Positive step for cancer drug in race to market ahead of Herceptin patent expiry

Roche Basel Switzerland

Roche has presented data from its phase III programme for T-DM1 demonstrating that the drug extends progression-free survival in patients whose breast cancer has advanced despite earlier treatment with Herceptin.

T-DM1 (trastuzumab emtansine) is an antibody-drug conjugate (ADC) in development at Roche's Genentech unit as a follow-up to $6bn-a-year blockbuster Herceptin (trastuzumab), and the company is racing to get it to market before the latter drug starts to lose patent protection in 2015.

On the strength of the new data Roche has reiterated plans to file for approval of the new drug in Europe and the US later this year.

The results of the EMILIA study were presented at the American Society of Clinical Oncology (ASCO) meeting in Chicago by Kimberly Blackwell of Duke University Medical Centre, who said that the new drug is likely to become "a very important therapeutic option for patients with HER2-positive metastatic breast cancer".

Progression-free survival rose by 35 per cent with T-DM1 - an increase of 3.2 months - compared to a rival regimen based on GlaxoSmithKline's Tykerb/Tyverb (lapatinib) plus Roche's own Xeloda (capecitabine).  The trial enrolled patients with HER2-positive metastatic breast cancer who had previously been treated with Herceptin and taxane-based chemotherapy.

Overall survival improved 38 per cent, but did not reach threshold for statistical significance, said the EMILIA investigators.
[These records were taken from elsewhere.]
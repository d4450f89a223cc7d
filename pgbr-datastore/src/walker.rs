//! Recursive pre-order directory traversal producing `(from, to)` path pairs (C2).
//!
//! Expressed as a driver function taking a `visit` callback rather than the worker-input/
//! function-pointer record the distilled spec describes (§9's design note: "express as an
//! iterator yielding (from, to, kind) triples; the driver decides whether to execute each
//! triple inline or post it to a thread pool"). Paths are built with [`Path::join`], never by
//! hand-concatenating strings, so the "guaranteed single `/` separator" requirement in §4.1 is
//! just what `Path::join` already does.

use std::collections::HashSet;
use std::fs;
use std::path::{Path, PathBuf};

use anyhow::Error;

/// One `(from, to)` pair the walker produced for a non-directory entry.
#[derive(Debug, Clone)]
pub struct WalkEntry {
    pub from: PathBuf,
    pub to: PathBuf,
}

/// Whether directory recursion classifies entries by `stat` (follow symlinks) or `lstat`
/// (don't). Only Mode RELINK uses `Lstat`, so that a symlink encountered under the walked root
/// is carried through to the per-file action as a link rather than silently resolved (§4.1).
#[derive(Debug, Clone, Copy, PartialEq, Eq)]
pub enum LinkResolution {
    Stat,
    Lstat,
}

enum Classify {
    Dir,
    NonDir,
    Missing,
}

fn classify(path: &Path, resolution: LinkResolution) -> Classify {
    let meta = match resolution {
        LinkResolution::Stat => fs::metadata(path),
        LinkResolution::Lstat => fs::symlink_metadata(path),
    };
    match meta {
        Ok(meta) if meta.is_dir() => Classify::Dir,
        Ok(_) => Classify::NonDir,
        Err(_) => Classify::Missing,
    }
}

/// Walks `from_root`, mirroring each relative path under `to_root`, skipping the names in
/// `skip` (plus `.`/`..`, which are never yielded by `read_dir` in the first place). `visit`
/// is called once per non-directory entry; a worker-pool-backed `visit` makes the per-file
/// action run in parallel, an inline closure makes it run on the walker's own thread.
///
/// An unreadable directory silently prunes that frame (§4.1, §7): sibling frames, and the
/// caller, see nothing but a traversal that covered less ground than the tree on disk.
pub fn walk(
    from_root: &Path,
    to_root: &Path,
    skip: &HashSet<&str>,
    resolution: LinkResolution,
    visit: &mut dyn FnMut(WalkEntry) -> Result<(), Error>,
) -> Result<(), Error> {
    walk_dir(from_root, to_root, skip, resolution, visit)
}

fn walk_dir(
    from_dir: &Path,
    to_dir: &Path,
    skip: &HashSet<&str>,
    resolution: LinkResolution,
    visit: &mut dyn FnMut(WalkEntry) -> Result<(), Error>,
) -> Result<(), Error> {
    let read_dir = match fs::read_dir(from_dir) {
        Ok(read_dir) => read_dir,
        Err(_) => return Ok(()),
    };

    let mut names = Vec::new();
    for entry in read_dir {
        let Ok(entry) = entry else { continue };
        let name = entry.file_name();
        if let Some(name_str) = name.to_str() {
            if skip.contains(name_str) {
                continue;
            }
        }
        names.push(name);
    }

    // Pre-order: every subdirectory is fully traversed before this level dispatches its own
    // file actions (§5) — descendant actions may then run concurrently with ancestor actions.
    for name in &names {
        let from = from_dir.join(name);
        if matches!(classify(&from, resolution), Classify::Dir) {
            let to = to_dir.join(name);
            walk_dir(&from, &to, skip, resolution, visit)?;
        }
    }

    for name in &names {
        let from = from_dir.join(name);
        match classify(&from, resolution) {
            Classify::NonDir => {
                let to = to_dir.join(name);
                visit(WalkEntry { from, to })?;
            }
            Classify::Dir | Classify::Missing => {}
        }
    }

    Ok(())
}

#[cfg(test)]
mod tests {
    use super::*;
    use std::fs;
    use tempfile::tempdir;

    #[test]
    fn yields_nested_files_in_preorder_without_dotdirs() {
        let from = tempdir().unwrap();
        let to = tempdir().unwrap();
        fs::create_dir_all(from.path().join("sub")).unwrap();
        fs::write(from.path().join("a.txt"), b"a").unwrap();
        fs::write(from.path().join("sub/b.txt"), b"b").unwrap();

        let mut seen = Vec::new();
        walk(
            from.path(),
            to.path(),
            &HashSet::new(),
            LinkResolution::Stat,
            &mut |entry| {
                seen.push(entry.from.file_name().unwrap().to_str().unwrap().to_string());
                Ok(())
            },
        )
        .unwrap();

        seen.sort();
        assert_eq!(seen, vec!["a.txt".to_string(), "b.txt".to_string()]);
    }

    #[test]
    fn skip_set_excludes_named_entries() {
        let from = tempdir().unwrap();
        let to = tempdir().unwrap();
        fs::create_dir_all(from.path().join("pg_tblspc")).unwrap();
        fs::write(from.path().join("pg_tblspc/ignored.txt"), b"x").unwrap();
        fs::write(from.path().join("kept.txt"), b"y").unwrap();

        let mut seen = Vec::new();
        let skip: HashSet<&str> = ["pg_tblspc"].into_iter().collect();
        walk(
            from.path(),
            to.path(),
            &skip,
            LinkResolution::Stat,
            &mut |entry| {
                seen.push(entry.from.file_name().unwrap().to_str().unwrap().to_string());
                Ok(())
            },
        )
        .unwrap();

        assert_eq!(seen, vec!["kept.txt".to_string()]);
    }

    #[test]
    fn unreadable_directory_is_pruned_silently() {
        let from = tempdir().unwrap();
        let to = tempdir().unwrap();
        fs::write(from.path().join("a.txt"), b"a").unwrap();

        // A "directory" entry that isn't actually readable as one (missing) should not
        // surface an error — just be skipped.
        let missing_to = to.path().join("does-not-exist");

        let mut count = 0;
        walk(
            from.path(),
            &missing_to,
            &HashSet::new(),
            LinkResolution::Stat,
            &mut |_entry| {
                count += 1;
                Ok(())
            },
        )
        .unwrap();
        assert_eq!(count, 1);
    }
}
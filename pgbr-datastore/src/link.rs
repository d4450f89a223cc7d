//! The link engine (C4): four traversal modes, each binding the walker (C2) to a per-file
//! action dispatched through the worker pool (C1). All four are idempotent on their
//! post-condition — re-running a mode on an already-linked tree is a no-op.

use std::collections::HashSet;
use std::fs;
use std::os::unix::fs::symlink;
use std::path::{Path, PathBuf};

use anyhow::Error;
use pgbr_api_types::{data_dir, SuffixConfig};
use pgbr_tools::{TaskLog, WorkerPool};

use crate::comparator::compare_files;
use crate::suffix::trim_suffix;
use crate::walker::{walk, LinkResolution, WalkEntry};

/// Routes through [`pgbr_tools::task_log!`] when a task context is supplied, the `log` facade
/// otherwise — the fallback the ambient-stack logging design calls for.
macro_rules! log_info {
    ($task:expr, $($fmt:tt)+) => {
        match $task {
            Some(task) => pgbr_tools::task_log!(task, $($fmt)+),
            None => log::info!($($fmt)+),
        }
    };
}

/// A `(from, to)` pair handed to a per-file action, owned for the duration of that action —
/// the "worker input record" of §3, minus the function pointer (each mode supplies its own
/// action at construction time instead of threading one through the record).
#[derive(Debug, Clone)]
pub struct LinkItem {
    pub from: PathBuf,
    pub to: PathBuf,
}

/// The manifest-key container contract (§6): `added`/`changed` sets of relative paths.
/// Implemented directly by `HashSet<String>` for the common case; callers with a different
/// backing container (e.g. an external trie) can implement this instead of copying into one.
pub trait ManifestKeys {
    fn contains_key(&self, relative_path: &str) -> bool;
}

impl ManifestKeys for HashSet<String> {
    fn contains_key(&self, relative_path: &str) -> bool {
        self.contains(relative_path)
    }
}

/// The `added` and `changed` manifest key sets an incremental backup job publishes (§3).
pub struct Manifest<'a> {
    pub added: &'a dyn ManifestKeys,
    pub changed: &'a dyn ManifestKeys,
}

impl Manifest<'_> {
    fn covers(&self, rel_trim: &Path) -> bool {
        match rel_trim.to_str() {
            Some(key) => self.added.contains_key(key) || self.changed.contains_key(key),
            None => false,
        }
    }
}

fn action_link(item: LinkItem) -> Result<(), Error> {
    if !item.to.exists() {
        return Ok(());
    }
    if !compare_files(&item.from, &item.to) {
        return Ok(());
    }
    fs::remove_file(&item.from)?;
    symlink(&item.to, &item.from)?;
    Ok(())
}

fn action_link_manifest(item: LinkItem) -> Result<(), Error> {
    // Trust the manifest: unlike Mode LINK, no byte-equality re-check (§4.2.2).
    if !item.to.exists() {
        return Ok(());
    }
    fs::remove_file(&item.from)?;
    symlink(&item.to, &item.from)?;
    Ok(())
}

fn action_compare_link(item: LinkItem) -> Result<(), Error> {
    if !compare_files(&item.from, &item.to) {
        return Ok(());
    }
    fs::remove_file(&item.from)?;
    symlink(&item.to, &item.from)?;
    Ok(())
}

fn action_relink(item: LinkItem) -> Result<(), Error> {
    let to_is_symlink = matches!(
        fs::symlink_metadata(&item.to),
        Ok(meta) if meta.file_type().is_symlink()
    );
    if !to_is_symlink {
        return Ok(());
    }

    let from_meta = match fs::symlink_metadata(&item.from) {
        Ok(meta) => meta,
        Err(_) => return Ok(()), // missing source file: no-op (§7)
    };

    if from_meta.file_type().is_symlink() {
        let target = fs::read_link(&item.from)?;
        fs::remove_file(&item.to)?;
        symlink(&target, &item.to)?;
    } else if from_meta.is_file() {
        fs::remove_file(&item.to)?;
        fs::copy(&item.from, &item.to)?;
    }
    Ok(())
}

fn tablespace_skip() -> HashSet<&'static str> {
    HashSet::from(["data"])
}

fn data_skip() -> HashSet<&'static str> {
    HashSet::from(["pg_tblspc"])
}

/// Mode LINK (§4.2.1): post-backup deduplication against the prior backup, verified by byte
/// comparison. Walks `from_root/data` against `to_root/data`, skipping `pg_tblspc`.
pub fn run_link(
    from_root: &Path,
    to_root: &Path,
    workers: usize,
    task: Option<&dyn TaskLog>,
) -> Result<(), Error> {
    log_info!(task, "link: {} -> {}", from_root.display(), to_root.display());
    let mut pool = WorkerPool::init("link", workers, action_link);
    let skip = data_skip();
    let result = walk(
        from_root,
        to_root,
        &skip,
        LinkResolution::Stat,
        &mut |entry: WalkEntry| {
            pool.add(LinkItem {
                from: entry.from,
                to: entry.to,
            })
        },
    );
    pool.wait()?;
    result
}

/// Mode LINK-MANIFEST (§4.2.2): post-incremental-backup deduplication trusting the upstream
/// manifest instead of re-comparing bytes. Paths in `added`∪`changed` are filtered out in the
/// walker callback itself, before a worker is ever dispatched — per the correction noted in
/// §9's Open Questions, not inside the dispatched action.
pub fn run_link_manifest(
    base_from: &Path,
    base_to: &Path,
    manifest: &Manifest<'_>,
    suffix_config: SuffixConfig,
    workers: usize,
    task: Option<&dyn TaskLog>,
) -> Result<(), Error> {
    log_info!(
        task,
        "link-manifest: {} -> {}",
        base_from.display(),
        base_to.display()
    );
    let mut pool = WorkerPool::init("link-manifest", workers, action_link_manifest);
    let result = walk(
        base_from,
        base_to,
        &HashSet::new(),
        LinkResolution::Stat,
        &mut |entry: WalkEntry| {
            let rel = match entry.from.strip_prefix(base_from) {
                Ok(rel) => rel,
                Err(_) => return Ok(()),
            };
            let rel_trim = trim_suffix(rel, suffix_config);
            if manifest.covers(&rel_trim) {
                return Ok(()); // genuinely new/modified: never dispatched
            }
            let to = base_to.join(rel);
            pool.add(LinkItem {
                from: entry.from,
                to,
            })
        },
    );
    pool.wait()?;
    result
}

/// Mode RELINK (§4.2.3): before deleting victim `v_root`, restore or redirect any symlink in
/// neighbor `n_root` that depends on it. Uses `lstat` so symlinks inside `v_root` are carried
/// through as links rather than resolved.
pub fn run_relink(
    v_root: &Path,
    n_root: &Path,
    workers: usize,
    task: Option<&dyn TaskLog>,
) -> Result<(), Error> {
    log_info!(task, "relink: {} -> {}", v_root.display(), n_root.display());
    let mut pool = WorkerPool::init("relink", workers, action_relink);
    let result = walk(
        v_root,
        n_root,
        &HashSet::new(),
        LinkResolution::Lstat,
        &mut |entry: WalkEntry| {
            pool.add(LinkItem {
                from: entry.from,
                to: entry.to,
            })
        },
    );
    pool.wait()?;
    result
}

/// Mode COMPARE-LINK (§4.2.4): like Mode LINK but for tablespace siblings, entered once per
/// tablespace subtree, skipping `data/` (handled separately by Mode LINK).
pub fn run_compare_link(
    from_root: &Path,
    to_root: &Path,
    workers: usize,
    task: Option<&dyn TaskLog>,
) -> Result<(), Error> {
    log_info!(
        task,
        "compare-link: {} -> {}",
        from_root.display(),
        to_root.display()
    );
    let mut pool = WorkerPool::init("compare-link", workers, action_compare_link);
    let skip = tablespace_skip();
    let result = walk(
        from_root,
        to_root,
        &skip,
        LinkResolution::Stat,
        &mut |entry: WalkEntry| {
            pool.add(LinkItem {
                from: entry.from,
                to: entry.to,
            })
        },
    );
    pool.wait()?;
    result
}

/// Post-backup deduplication for a whole backup, not just its `data/` mirror: runs Mode LINK
/// against `<root>/data` (§4.2.1), then Mode COMPARE-LINK once per tablespace sibling discovered
/// by [`crate::backup::tablespaces::list`] (§4.2.4 — "the entry point iterates only tablespace
/// siblings"). A tablespace present under `from_root` with no matching sibling under `to_root`
/// is passed through unchanged: `run_compare_link`'s own per-file action already treats a missing
/// `to` as "not equal" (§4.3) and leaves the file untouched.
pub fn link_backup(
    from_root: &Path,
    to_root: &Path,
    workers: usize,
    task: Option<&dyn TaskLog>,
) -> Result<(), Error> {
    run_link(&data_dir(from_root), &data_dir(to_root), workers, task)?;

    for tablespace_from in crate::backup::tablespaces::list(from_root)? {
        let name = match tablespace_from.file_name() {
            Some(name) => name,
            None => continue,
        };
        let tablespace_to = to_root.join(name);
        run_compare_link(&tablespace_from, &tablespace_to, workers, task)?;
    }
    Ok(())
}
use serde::{Deserialize, Serialize};

/// Compression algorithms whose filename suffix the suffix normalizer (C5) must strip.
///
/// Extension lengths are inclusive of the leading dot, matching §4.4.
#[derive(Debug, Clone, Copy, PartialEq, Eq, Serialize, Deserialize, Default)]
pub enum CompressionType {
    #[default]
    None,
    Gzip,
    Zstd,
    Lz4,
    Bzip2,
}

impl CompressionType {
    /// Length of the suffix this algorithm appends, including the dot. `None` has no suffix.
    pub fn suffix_len(self) -> usize {
        match self {
            CompressionType::None => 0,
            CompressionType::Gzip => 3,  // ".gz"
            CompressionType::Zstd => 5,  // ".zst"
            CompressionType::Lz4 => 4,   // ".lz4"
            CompressionType::Bzip2 => 4, // ".bz2"
        }
    }
}

/// Length of the encryption suffix (".aes"), additive to any compression suffix.
pub const ENCRYPTION_SUFFIX_LEN: usize = 4;

/// The process-wide (compression, encryption) pair the suffix normalizer is parameterized
/// over. Per the design note in §9, this is injected explicitly rather than read from global
/// state, so the same engine can serve multiple (compression, encryption) configurations.
#[derive(Debug, Clone, Copy, PartialEq, Eq, Default)]
pub struct SuffixConfig {
    pub compression: CompressionType,
    pub encryption: bool,
}

impl SuffixConfig {
    pub fn new(compression: CompressionType, encryption: bool) -> Self {
        Self {
            compression,
            encryption,
        }
    }

    /// Total bytes to strip from the end of a relative path to recover its manifest key.
    pub fn strip_len(self) -> usize {
        let mut len = self.compression.suffix_len();
        if self.encryption {
            len += ENCRYPTION_SUFFIX_LEN;
        }
        len
    }
}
They noted however that follow-up of patients continues, so a definitive conclusion on this endpoint has not been reached.

Meanwhile, side effects from T-DM1 were also less severe, with fewer people on the drug experiencing a grade three or higher adverse reaction.

T-DM1 combines the tumour-targeting properties of trastuzumab with a potent cell-killing component (emtansine), which Roche has licensed from US company ImmunoGen.

EMILIA was just one of several trials of new ADC products at ASCO which promise to deliver improvements in cancer therapy. Genentech has eight other ADCs in clinical development.